SOCIÉTÉ

Multiplication du contrôle des commerçants : Des centaines de magasins fermés à Alger

Depuis le début du mois de janvier dernier, les équipes de contrôles du ministère du commerce redoublent d’activité. Les contrôleurs sont pratiquement sur le pied de guerre. Ils interviennent dans la capitale et toutes les communes de banlieue. Des policiers et des gendarmes accompagnent souvent ces contrôleurs du département du commerce. Ils axent leurs inspections sur le volet administratif pour le moment. Des centaines de magasins ont été fermés, car leurs propriétaires ont oublié de renouveler le registre de commerce, un document indispensable pour activer dans ce secteur. « Les contrôleurs ont décidé de fermer notre magasin. Il faut reconnaitre qu’ils ont raison, car mon père a carrément oublié de renouveler le registre de commerce », dit un jeune homme qui travaille dans l’épicerie familiale située dans la commune de Birkhadem. Dans certains cas, les fermetures ont été prononcées car des commerçants vendent des produits qu’ils ne sont pas autorisés d’écouler dans leurs magasins. C’est le cas d’un épicier qui vendait des sandwichs pour les lycéens. « Je voulais juste rendre service aux lycées qui ne trouvent pas où manger à midi. Les inspecteurs du ministère du commerce ne l’ont pas entendu de cette oreille. Ils ont fermé mon magasin », dit un épicier de Birtouta. Ces commerçants devront en outre payer une amende et régulariser leur situation vis-à-vis du centre national du registre de commerce.

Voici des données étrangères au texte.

//! Layered settings
//!
//! Resolution order, later layers win:
//! 1. Built-in defaults
//! 2. Optional settings file (YAML, TOML or JSON, by extension)
//! 3. `BOT_NLU__*` environment variables

use config::{Config, Environment, File};
use serde::{Deserialize, Serialize};
use std::path::{Path, PathBuf};

use bot_nlu_core::NluError;

use crate::constants::{classifier, engine, env};

/// Which classifier engine implementation to use
#[derive(Debug, Clone, Copy, PartialEq, Eq, Default, Serialize, Deserialize)]
#[serde(rename_all = "snake_case")]
pub enum BackendKind {
    /// Naive Bayes model running inside the process
    #[default]
    InProcess,
    /// External fastText-compatible binary driven through files
    Subprocess,
}

/// Statistical classifier settings
#[derive(Debug, Clone, Serialize, Deserialize)]
#[serde(default)]
pub struct ClassifierSettings {
    pub backend: BackendKind,
    /// Executable used by the subprocess backend
    pub binary_path: PathBuf,
    pub epochs: u32,
    pub learning_rate: f32,
    pub word_ngrams: u32,
    /// Laplace smoothing of the in-process model
    pub smoothing: f32,
    /// Candidates requested per prediction
    pub num_candidates: usize,
    /// Confidence of the "none" sentinel
    pub none_confidence: f32,
    /// Parent directory for training/model scratch space; system temp when unset
    #[serde(skip_serializing_if = "Option::is_none")]
    pub scratch_dir: Option<PathBuf>,
}

impl Default for ClassifierSettings {
    fn default() -> Self {
        Self {
            backend: BackendKind::default(),
            binary_path: PathBuf::from(classifier::DEFAULT_BINARY),
            epochs: classifier::DEFAULT_EPOCHS,
            learning_rate: classifier::DEFAULT_LEARNING_RATE,
            word_ngrams: classifier::DEFAULT_WORD_NGRAMS,
            smoothing: classifier::DEFAULT_SMOOTHING,
            num_candidates: classifier::DEFAULT_NUM_CANDIDATES,
            none_confidence: classifier::NONE_CONFIDENCE,
            scratch_dir: None,
        }
    }
}

/// Decision engine settings
#[derive(Debug, Clone, Serialize, Deserialize)]
#[serde(default)]
pub struct EngineSettings {
    /// Predictions below this confidence count as "no intent"
    pub min_intent_confidence: f32,
    /// Run the exact matcher before the classifier
    pub exact_match: bool,
    /// Capacity of the event broadcast channel
    pub event_buffer: usize,
}

impl Default for EngineSettings {
    fn default() -> Self {
        Self {
            min_intent_confidence: engine::MIN_INTENT_CONFIDENCE,
            exact_match: true,
            event_buffer: engine::EVENT_BUFFER,
        }
    }
}

/// Log output settings, consumed by binaries installing a subscriber
#[derive(Debug, Clone, Serialize, Deserialize)]
#[serde(default)]
pub struct LoggingSettings {
    /// Default filter directive when `RUST_LOG` is unset
    pub level: String,
    /// Emit JSON lines instead of human-readable output
    pub json: bool,
}

impl Default for LoggingSettings {
    fn default() -> Self {
        Self {
            level: "info".to_string(),
            json: false,
        }
    }
}

/// All settings of the NLU core
#[derive(Debug, Clone, Default, Serialize, Deserialize)]
#[serde(default)]
pub struct NluSettings {
    pub classifier: ClassifierSettings,
    pub engine: EngineSettings,
    pub logging: LoggingSettings,
}

impl NluSettings {
    /// Load settings from defaults, an optional file and the environment
    pub fn load(path: Option<&Path>) -> Result<Self, NluError> {
        let defaults = Config::try_from(&Self::default()).map_err(config_error)?;
        let mut builder = Config::builder().add_source(defaults);

        if let Some(path) = path {
            tracing::debug!(path = %path.display(), "Loading settings file");
            builder = builder.add_source(File::from(path).required(true));
        }

        builder = builder.add_source(
            Environment::with_prefix(env::PREFIX)
                .separator(env::SEPARATOR)
                .try_parsing(true),
        );

        let settings: Self = builder
            .build()
            .and_then(|c| c.try_deserialize())
            .map_err(config_error)?;
        settings.validate()?;
        Ok(settings)
    }

    /// Reject values the engine cannot work with
    pub fn validate(&self) -> Result<(), NluError> {
        let c = &self.classifier;
        if c.num_candidates == 0 {
            return Err(NluError::Config("classifier.num_candidates must be at least 1".into()));
        }
        if !(0.0..=1.0).contains(&c.none_confidence) {
            return Err(NluError::Config("classifier.none_confidence must be within [0, 1]".into()));
        }
        if c.learning_rate <= 0.0 || c.smoothing <= 0.0 {
            return Err(NluError::Config(
                "classifier.learning_rate and classifier.smoothing must be positive".into(),
            ));
        }
        if c.epochs == 0 || c.word_ngrams == 0 {
            return Err(NluError::Config("classifier.epochs and classifier.word_ngrams must be positive".into()));
        }
        if !(0.0..=1.0).contains(&self.engine.min_intent_confidence) {
            return Err(NluError::Config("engine.min_intent_confidence must be within [0, 1]".into()));
        }
        if self.engine.event_buffer == 0 {
            return Err(NluError::Config("engine.event_buffer must be at least 1".into()));
        }
        Ok(())
    }
}

fn config_error(err: config::ConfigError) -> NluError {
    NluError::Config(err.to_string())
}

#[cfg(test)]
mod tests {
    use super::*;
    use std::io::Write;

    #[test]
    fn test_defaults_are_valid() {
        let settings = NluSettings::default();
        assert!(settings.validate().is_ok());
        assert_eq!(settings.classifier.backend, BackendKind::InProcess);
        assert_eq!(settings.classifier.num_candidates, classifier::DEFAULT_NUM_CANDIDATES);
    }

    #[test]
    fn test_load_yaml_file() {
        let mut file = tempfile::Builder::new().suffix(".yaml").tempfile().unwrap();
        writeln!(
            file,
            "classifier:\n  backend: subprocess\n  num_candidates: 3\nengine:\n  min_intent_confidence: 0.7\n"
        )
        .unwrap();

        let settings = NluSettings::load(Some(file.path())).unwrap();
        assert_eq!(settings.classifier.backend, BackendKind::Subprocess);
        assert_eq!(settings.classifier.num_candidates, 3);
        assert!((settings.engine.min_intent_confidence - 0.7).abs() < 1e-6);
        // Untouched values keep their defaults
        assert!(settings.engine.exact_match);
    }

    #[test]
    fn test_missing_file_is_error() {
        let result = NluSettings::load(Some(Path::new("/definitely/not/here.yaml")));
        assert!(matches!(result, Err(NluError::Config(_))));
    }

    #[test]
    fn test_validation_rejects_bad_values() {
        let mut settings = NluSettings::default();
        settings.classifier.num_candidates = 0;
        assert!(settings.validate().is_err());

        let mut settings = NluSettings::default();
        settings.engine.min_intent_confidence = 1.5;
        assert!(settings.validate().is_err());
    }
}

Des commerçants dont les magasins sont situés dans des endroits reclus ou cachés activent dans l’illégalité. Pour gagner beaucoup d’argent, ils se sont lancés dans le commerce informel, mais dans des boutiques. C’est le cas d’un vendeur de produits électroménager à Tassela El Merdja. Ce commerçant qui active depuis plus de 10 ans, n’a pas jugé utile de posséder un registre de commerce. Son magasin vient d’être fermé, sa marchandise saisie en attendant d’être convoqué par la justice. Les commerçants sont sur le qui-vive et ceux dont la situation n’est pas à jour s’activent à la régulariser. Les retardataires s’acquittent de leurs impôts et de leurs contributions à la caisse d’assurance des non-salariés. « Nous remarquons que les commerçant viennent chez nous de leur propre-chef pour payer leurs cotisations », dit un employé de la CASNOS à Alger.
« L’opération d’assainissement des registres de commerce effectuée, l’an dernier, par le Centre national du registre du commerce (CNRC) a révélé l’existence de 1.000 boulangers en cessation d’activité sans radiation du registre de commerce. Des poursuites judiciaires seront engagées à l’encontre des contrevenants, conformément au décret 90-39 relatif au contrôle de la qualité et à la répression des fraude », a tenu à révéler Abdellah Benhella ; directeur du commerce de la Wilaya d’Alger. Les contrevenants ont fermé leurs locaux sans procéder aux mesures en vigueur, préférant geler leurs activités pour multiples raisons, dont la cherté des équipements et la faible marge bénéficiaire. Plusieurs d’entre eux ont bénéficié de financements accordés par l’Agence nationale de soutien à l’emploi des jeunes (ANSEJ), précise le même responsable.
Sur un autre plan, les services de sécurité interviennent dans toutes les communes pour fermer les espaces squattés par les vendeurs ambulants. « Des instructions ont été données pour assainir le secteur du commerce avant l’arrivée du mois de ramadhan », dit un fonctionnaire au ministère du commerce.